Compounded SOFR plus 98 basis points
Interest Payment Dates:
Quarterly on March 23, June 23, September 23 and December 23 of each year, beginning on June 23, 2026
 
Day Count Convention:
 
Actual/360
CUSIP / ISIN:
 
42824C CF4 / US42824CCF41


*A securities rating is not a recommendation to buy, sell or hold securities and may be subject to revision or withdrawal at any time.
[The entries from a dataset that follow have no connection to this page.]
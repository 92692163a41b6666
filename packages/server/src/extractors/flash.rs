use axum_extra::extract::cookie::{Cookie, CookieJar, SameSite};

pub const FLASH_COOKIE: &str = "flash";

/// One-shot messages shown on the next page view.
///
/// Only the key travels in the cookie; the text is resolved server-side.
#[derive(Debug, Clone, Copy, PartialEq, Eq)]
pub enum Flash {
    DuplicateLink,
    LoginFailed,
}

impl Flash {
    fn key(self) -> &'static str {
        match self {
            Flash::DuplicateLink => "duplicate_link",
            Flash::LoginFailed => "login_failed",
        }
    }

    fn from_key(key: &str) -> Option<Self> {
        match key {
            "duplicate_link" => Some(Flash::DuplicateLink),
            "login_failed" => Some(Flash::LoginFailed),
            _ => None,
        }
    }

    pub fn message(self) -> &'static str {
        match self {
            Flash::DuplicateLink => "Duplicate Link",
            Flash::LoginFailed => "Github log in failed",
        }
    }
}

pub fn set_flash(jar: CookieJar, flash: Flash) -> CookieJar {
    jar.add(
        Cookie::build((FLASH_COOKIE, flash.key()))
            .path("/")
            .http_only(true)
            .same_site(SameSite::Lax),
    )
}

/// Read and clear the pending flash. Unknown keys are dropped silently.
pub fn take_flash(jar: CookieJar) -> (CookieJar, Option<&'static str>) {
    let Some(cookie) = jar.get(FLASH_COOKIE) else {
        return (jar, None);
    };
    let flash = Flash::from_key(cookie.value()).map(Flash::message);
    let jar = jar.remove(Cookie::build(FLASH_COOKIE).path("/"));
    (jar, flash)
}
**We expect that delivery of the notes will be made against payment therefor on or about the settlement date specified in this pricing term sheet, which will be the fifth business day following the date of the pricing of the notes, or “T+5.”  Under Rule 15c6‑1 of the Securities Exchange Act of 1934, as amended, trades in the secondary market generally are required to settle in one business day, unless the parties to any such trade expressly agree otherwise. Accordingly, purchasers who wish to trade the notes on any date prior to the first business day before delivery will be required, by virtue of the fact that the notes initially will settle in T+5, to specify alternative settlement arrangements to prevent a failed settlement and should consult their own advisors.

*****


The Issuer has filed a registration statement (including a prospectus) with the Securities and Exchange Commission (the “SEC”) for the offering to which this pricing term sheet relates. Before you invest, you should read the prospectus in that registration statement, the related preliminary prospectus supplement and other documents the Issuer has filed with the SEC for more complete information about the Issuer and this offering.  You may get these documents for free by visiting EDGAR on the SEC website at www.sec.gov. Interested parties may also obtain the prospectus and the related preliminary prospectus supplement by requesting it from Barclays Capital Inc. toll free at 1-888-603-5847, BofA Securities, Inc. toll free at 1-800-294-1322, SG Americas Securities, LLC toll free at 1-855-881-2108 or Wells Fargo Securities, LLC. toll free at 1-800-645-3751.

ANY DISCLAIMERS OR OTHER NOTICES THAT MAY APPEAR BELOW ARE NOT APPLICABLE TO THIS PRICING TERM SHEET AND SHOULD BE DISREGARDED.  SUCH DISCLAIMERS OR OTHER NOTICES WERE AUTOMATICALLY GENERATED AS A RESULT OF THIS PRICING TERM SHEET BEING SENT VIA BLOOMBERG OR ANOTHER MAIL SYSTEM.